Talvez o aumento na carga horária do programa
curricular do curso de Pedagogia e a inclusão de disciplinas abordando estudos sobre História
e Filosofia da Ciência (HFC) e Natureza da Ciência (NDC) tendo como núcleo norteador a
Didática das Ciências possam suprir as necessidades formativas dos futuros professores e
melhorar a qualidade do ensino. Atualmente um grande número de pesquisas em educação
têm recomendado que os professores aprendam e ensinem não apenas Ciências, mas também
sobre a natureza da própria ciência. Infelizmente apesar do crescente número de publicações
(anais de congressos, periódicos, livros, artigos, dissertações, teses, entre outros) enfatizarem
a importância dessa relação grande parte dessa produção não tem chegado até os professores,
alijando-os desse processo.
Por fim, diante de tudo que foi exposto sobre o tema é possível depreender o quanto a
dimensão histórico-filosófica se encontra omitida durante a formação inicial dos professores.
Dessa forma, a temática HFC se apresenta como um importante instrumento capaz de
estimular e promover um verdadeiro debate a respeito da Natureza da Ciência (NDC).

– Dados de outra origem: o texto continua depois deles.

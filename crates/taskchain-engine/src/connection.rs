/*
[INPUT]:  Injected wallet provider plus read/write client handles
[OUTPUT]: Connection identity transitions and wallet notification routing
[POS]:    Connection manager - wallet handshake and session lifecycle
[UPDATE]: When the wallet handshake or notification handling changes
*/

use std::sync::Arc;

use tokio::sync::Mutex;
use tokio::task::JoinHandle;
use tokio_util::sync::CancellationToken;
use tracing::{debug, warn};

use taskchain_adapter::{
    ChainError,
    ReadClient,
    Result,
    RevokeOutcome,
    RpcFault,
    WalletNotification,
    WalletProvider,
    WriteClient,
};

use crate::session::ClientCell;
use crate::store::{Action, Store};

struct ListenerGuard {
    token: CancellationToken,
    handle: JoinHandle<()>,
}

/// Owns the wallet-provider handshake and the passive notification listener.
pub struct ConnectionManager {
    store: Store,
    clients: ClientCell,
    wallet: Arc<dyn WalletProvider>,
    read: Arc<dyn ReadClient>,
    write: Arc<dyn WriteClient>,
    listener: Mutex<Option<ListenerGuard>>,
}

impl ConnectionManager {
    pub fn new(
        store: Store,
        clients: ClientCell,
        wallet: Arc<dyn WalletProvider>,
        read: Arc<dyn ReadClient>,
        write: Arc<dyn WriteClient>,
    ) -> Self {
        Self {
            store,
            clients,
            wallet,
            read,
            write,
            listener: Mutex::new(None),
        }
    }

    /// Request account access and establish the signed session.
    ///
    /// A missing wallet provider is a silent no-op; every other failure is
    /// normalized into the store's error field.
    pub async fn connect(&self) -> Result<()> {
        let accounts = match self.wallet.request_accounts().await {
            Ok(accounts) => accounts,
            Err(ChainError::NoWallet) => {
                debug!("no wallet provider injected; connect is a no-op");
                return Ok(());
            }
            Err(err) => {
                self.store.dispatch(Action::Error(err.user_message())).await;
                return Err(err);
            }
        };
        let Some(account) = accounts.into_iter().next() else {
            let err = ChainError::Provider(RpcFault::with_message(
                "wallet returned no accounts",
            ));
            self.store.dispatch(Action::Error(err.user_message())).await;
            return Err(err);
        };
        let chain_id = match self.wallet.chain_id().await {
            Ok(chain_id) => chain_id,
            Err(err) => {
                self.store.dispatch(Action::Error(err.user_message())).await;
                return Err(err);
            }
        };

        self.clients.set_read(Some(self.read.clone())).await;
        self.clients.set_write(Some(self.write.clone())).await;
        self.store
            .dispatch(Action::SetClients {
                account: Some(account.clone()),
                chain_id: Some(chain_id),
                has_signer: true,
            })
            .await;
        self.store
            .dispatch(Action::Notice(format!(
                "Wallet connected: {}",
                account.truncated()
            )))
            .await;

        self.install_listener().await?;
        Ok(())
    }

    /// Revoke wallet grants and clear the local session.
    ///
    /// If revocation is unsupported or fails, local state is deliberately
    /// left intact: the wallet still considers itself connected and clearing
    /// here would desync the two sides.
    pub async fn disconnect(&self) -> Result<()> {
        let outcome = match self.wallet.revoke_permissions().await {
            Ok(outcome) => outcome,
            Err(err) => {
                self.store.dispatch(Action::Error(err.user_message())).await;
                return Err(err);
            }
        };
        match outcome {
            RevokeOutcome::Revoked => {
                self.clear_session().await;
                Ok(())
            }
            RevokeOutcome::Unsupported => {
                let err = ChainError::Provider(RpcFault::with_message(
                    "wallet does not support permission revocation",
                ));
                self.store.dispatch(Action::Error(err.user_message())).await;
                Err(err)
            }
            RevokeOutcome::Failed(fault) => {
                let err = ChainError::Provider(fault);
                self.store.dispatch(Action::Error(err.user_message())).await;
                Err(err)
            }
        }
    }

    /// Tear down the notification listener; nothing fires after this returns.
    pub async fn shutdown(&self) {
        let guard = self.listener.lock().await.take();
        if let Some(guard) = guard {
            guard.token.cancel();
            let _ = guard.handle.await;
        }
    }

    async fn clear_session(&self) {
        self.clients.clear().await;
        self.store
            .dispatch(Action::SetClients {
                account: None,
                chain_id: None,
                has_signer: false,
            })
            .await;
        self.shutdown().await;
    }

    /// Install the wallet notification listener, exactly once per session.
    async fn install_listener(&self) -> Result<()> {
        let mut listener = self.listener.lock().await;
        if listener.is_some() {
            return Ok(());
        }

        let mut rx = self.wallet.subscribe_notifications().await?;
        let token = CancellationToken::new();
        let task_token = token.clone();
        let store = self.store.clone();
        let clients = self.clients.clone();

        let handle = tokio::spawn(async move {
            loop {
                tokio::select! {
                    _ = task_token.cancelled() => break,
                    notification = rx.recv() => {
                        let Some(notification) = notification else { break };
                        route_notification(&store, &clients, notification).await;
                    }
                }
            }
        });

        *listener = Some(ListenerGuard { token, handle });
        Ok(())
    }
}

async fn route_notification(store: &Store, clients: &ClientCell, notification: WalletNotification) {
    match notification {
        WalletNotification::AccountsChanged(accounts) => match accounts.into_iter().next() {
            Some(account) => {
                debug!(account = %account, "wallet account changed");
                store.dispatch(Action::SetAccount(Some(account))).await;
            }
            None => {
                // Empty account list is a wallet-side disconnect.
                warn!("wallet reported empty account list; clearing session");
                clients.clear().await;
                store
                    .dispatch(Action::SetClients {
                        account: None,
                        chain_id: None,
                        has_signer: false,
                    })
                    .await;
            }
        },
        WalletNotification::ChainChanged(chain_id) => {
            debug!(chain_id, "wallet chain changed");
            store.dispatch(Action::SetChainId(Some(chain_id))).await;
        }
    }
}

Outro aspecto a ser pensado é que não se transforma aquilo que não se nota, conhece,
ou que não está evidente, por isso o primeiro passo consiste em realizar uma “catarse
intelectual” para, a partir daí iniciar o processo de transformação que consiste em modificar
as concepções epistemológicas inadequadas que ainda estão muito arraigadas ao fazer
pedagógico do professor. Portanto, torna-se importante, seja durante a formação inicial ou
continuada, a reflexão e a clara compreensão acerca da concepção de ciência que fundamenta
a prática docente.
Apesar da presente pesquisa não ser conclusiva em relação a este aspecto, diversos
autores enfatizam o quanto as ideias prévias de estudantes e professores – senso comum,
concepções não científicas, alternativas – podem se tornar um fator complicador para a
aprendizagem de Ciências e apontam para a ineficiência dos currículos, mesmo aqueles
pensados cuidadosamente e bem fundamentados, se os professores não estiverem bem
preparados para colocá-los em prática. A constatação de que as concepções dos professores
exercem grande influência na imagem da ciência que será construída pelos alunos durante a
vida escolar transformou o estudo das referidas concepções em uma importante linha de
pesquisa evidenciando que determinadas estratégicas metodológicas podem sim adquirir
importância e sentido em função justamente da orientação epistemológica do seu autor.